ABDALLA KHAMISI, CENTRIC OKOMBO, DOKA ABDIRAHMAN & PAUL OPAYI v REPUBLIC [2009] KEHC 3871 (KLR)
Full Case Text
REPUBLIC OF KENYA
IN THE HIGH COURT OF KENYA
AT KAKAMEGA
Misc Crim Appli 50 of 2008
1. ABDALLA KHAMISI
2. CENTRIC OKOMBO
3. DOKA ABDIRAHMAN :::::::::::::::::::::::::: APPLICANTS
4. PAUL OPAYI
V E R S U S
REPUBLIC ::::::::::::::::::::::::::::::::::::::::::: RESPONDENT
R U L I N G
The application before me is one that has been brought pursuant to the provisions of section 72 (3) and 84 (1) of the Constitution of the Republic of Kenya.
The applicants have sought a declaration that their constitutional rights have been infringed by the police, who kept them in custody for a period of 22 days.
The Constitution stipulates that if a person is arrested or detained upon a reasonable suspicion of his having committed or being about to commit a criminal offence, he shall be brought before a court as soon as is reasonably practicable. If he is said to have committed a capital offence, the police are required to bring him to court within 14 days. But if he is suspected to have committed a no-capital offence, the police should take him to court within 24 hours of the commencement of his arrest or detention.
In the event that there was delay in taking him to court, it is then the obligation of the person who asserts that the accused has been taken to court as soon as was reasonably practicable, to prove his said assertion.
In the exercise of the authority vested in him by section 84 (6) of the Constitution, the Honourable Chief Justice of the Republic of Kenya has promulgated rules for the manner in which courts would go about safeguarding and enforcing the fundamental rights and freedoms of the individual.
Rule 16 of The Constitution of Kenya (supervisory jurisdiction and Protection of Fundamental Rights and Freedoms of the Individual) High Court Practice and Procedure Rules, 2006provides as follows;
“The Attorney General or the respondent, as the case may be, shall within fourteen days of service of the petition, respond by way of a replying affidavit and if any document is relied upon, it shall be annexed to the replying affidavit.”
In this case, the Attorney General has not filed any replying affidavit. Therefore, the application ought to be construed as unchallenged.
However, even if this court were to accept the oral explanation given by the learned State Counsel, in court, I still find that the respondent has not satisfied me that the applicants were taken to court as soon as was reasonably practicable.
The state counsel told me that the delay in taking the applicants to court was attributed to the fact that the police had not completed their investigations.
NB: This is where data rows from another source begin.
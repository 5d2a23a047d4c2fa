//! File-backed feedback store
//!
//! One read-write lock guards the whole file. Reads share the lock; `save`
//! and `delete_by_id` hold it exclusively across read, mutate and full
//! rewrite. Nothing is cached between calls, every operation re-reads the
//! file.

pub mod format;

use std::fs;
use std::io::{BufWriter, ErrorKind, Write};
use std::path::{Path, PathBuf};
use std::sync::RwLock;
use tracing::{error, info, warn};

use crate::error::{FeedbackError, Result};
use crate::types::FeedbackEntry;

/// Fields that support case-insensitive lookup
#[derive(Debug, Clone, Copy, PartialEq, Eq)]
pub enum FindField {
    Department,
    Sentiment,
}

impl FindField {
    fn value_of<'a>(&self, entry: &'a FeedbackEntry) -> Option<&'a str> {
        match self {
            FindField::Department => entry.department.as_deref(),
            FindField::Sentiment => entry.sentiment.as_deref(),
        }
    }

    /// Case-insensitive exact match of this field against `value`
    pub fn matches(&self, entry: &FeedbackEntry, value: &str) -> bool {
        self.value_of(entry)
            .map(|v| v.to_lowercase() == value.to_lowercase())
            .unwrap_or(false)
    }
}

impl std::fmt::Display for FindField {
    fn fmt(&self, f: &mut std::fmt::Formatter<'_>) -> std::fmt::Result {
        match self {
            FindField::Department => write!(f, "department"),
            FindField::Sentiment => write!(f, "sentiment"),
        }
    }
}

/// Full-scan read access to stored feedback
pub trait FeedbackSource: Send + Sync {
    fn scan_all(&self) -> Result<Vec<FeedbackEntry>>;
}

impl FeedbackSource for FeedbackStore {
    fn scan_all(&self) -> Result<Vec<FeedbackEntry>> {
        FeedbackStore::scan_all(self)
    }
}

/// Lock-guarded collection of feedback records in a flat text file
pub struct FeedbackStore {
    path: PathBuf,
    lock: RwLock<()>,
}

impl FeedbackStore {
    /// Create a store over `path`. The file does not need to exist yet.
    pub fn new(path: impl Into<PathBuf>) -> Self {
        Self {
            path: path.into(),
            lock: RwLock::new(()),
        }
    }

    pub fn path(&self) -> &Path {
        &self.path
    }

    /// Every well-formed record, in file order
    pub fn scan_all(&self) -> Result<Vec<FeedbackEntry>> {
        let _guard = self
            .lock
            .read()
            .map_err(|_| FeedbackError::LockPoisoned("feedback store"))?;
        self.read_entries()
    }

    /// Point lookup; read failures are logged and reported as not found
    pub fn find_by_id(&self, id: u64) -> Option<FeedbackEntry> {
        match self.scan_all() {
            Ok(entries) => entries.into_iter().find(|e| e.id == Some(id)),
            Err(e) => {
                error!("Error finding feedback by ID {}: {}", id, e);
                None
            }
        }
    }

    /// Case-insensitive exact match; read failures yield an empty list
    pub fn find_by_field(&self, field: FindField, value: &str) -> Vec<FeedbackEntry> {
        match self.scan_all() {
            Ok(entries) => entries
                .into_iter()
                .filter(|e| field.matches(e, value))
                .collect(),
            Err(e) => {
                error!("Error finding feedback by {} {}: {}", field, value, e);
                Vec::new()
            }
        }
    }

    pub fn find_by_department(&self, department: &str) -> Vec<FeedbackEntry> {
        self.find_by_field(FindField::Department, department)
    }

    pub fn find_by_sentiment(&self, sentiment: &str) -> Vec<FeedbackEntry> {
        self.find_by_field(FindField::Sentiment, sentiment)
    }

    /// Insert or replace a record and rewrite the file.
    ///
    /// A record without an id gets `max(id) + 1` (1 for an empty store). A
    /// record with an id replaces any stored record with that id and moves
    /// to the end of the file.
    pub fn save(&self, mut entry: FeedbackEntry) -> Result<FeedbackEntry> {
        let _guard = self
            .lock
            .write()
            .map_err(|_| FeedbackError::LockPoisoned("feedback store"))?;
        let mut entries = self.read_entries()?;

        match entry.id {
            None => {
                let max_id = entries.iter().filter_map(|e| e.id).max().unwrap_or(0);
                let next = max_id.checked_add(1).ok_or(FeedbackError::IdExhausted(max_id))?;
                entry.id = Some(next);
            }
            Some(id) => entries.retain(|e| e.id != Some(id)),
        }
        entries.push(entry.clone());

        self.write_entries(&entries)?;
        info!("Saved feedback with ID: {}", entry.id_label());
        Ok(entry)
    }

    /// Remove a record and rewrite the file. Returns whether anything was removed.
    pub fn delete_by_id(&self, id: u64) -> Result<bool> {
        let _guard = self
            .lock
            .write()
            .map_err(|_| FeedbackError::LockPoisoned("feedback store"))?;
        let mut entries = self.read_entries()?;

        let before = entries.len();
        entries.retain(|e| e.id != Some(id));
        let removed = entries.len() != before;

        self.write_entries(&entries)?;
        info!("Deleted feedback with ID: {}", id);
        Ok(removed)
    }

    // Callers hold the lock.
    fn read_entries(&self) -> Result<Vec<FeedbackEntry>> {
        match fs::read_to_string(&self.path) {
            Ok(text) => Ok(format::parse_entries(&text)),
            Err(e) if e.kind() == ErrorKind::NotFound => {
                warn!("Feedback file not found: {}", self.path.display());
                Ok(Vec::new())
            }
            Err(e) => Err(e.into()),
        }
    }

    // Truncates in place; a crash mid-write leaves a partial file.
    fn write_entries(&self, entries: &[FeedbackEntry]) -> Result<()> {
        if let Some(parent) = self.path.parent() {
            if !parent.as_os_str().is_empty() {
                fs::create_dir_all(parent)?;
            }
        }

        let file = fs::File::create(&self.path)?;
        let mut writer = BufWriter::new(file);
        writer.write_all(format::render_entries(entries).as_bytes())?;
        writer.flush()?;
        Ok(())
    }
}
They therefore held the applicants in custody in an endevour to ensure that the applicants did not interfere with the investigations and the witnesses.
In my understanding, that implies that the police had arrested the applicants prematurely. Therefore, by their own admission, the police are saying that they only finished the investigations after they had arrested the applicants and placed them in custody.
The conduct of depriving a person of his freedom when the police do not yet have sufficient reason to arrest him, must be discouraged completely. It is not right.
In the case of ALBANUS MWASIA MUTUA Vs. REPUBLIC, CRIMINAL APPEAL NO.120 OF 2004, the Court of Appeal said that;
“………an unexplained violation of a constitutional right will normally result in an acquittal irrespective of the nature and strength of evidence which may be adduced in support of the charge.”
In this case, the police have violated the applicants’ constitutional rights to be taken to court as soon as was reasonably practicable. In the circumstances, and in line with the case of Albanus Mutua (above cited), I do now order that the criminal case against the applicants, in Mumias Senior Resident Magistrate Criminal Case No.617 of 2008, shall be terminated forthwith. I further order that the applicants be set at liberty forthwith unless they are, or any of them is otherwise lawfully held.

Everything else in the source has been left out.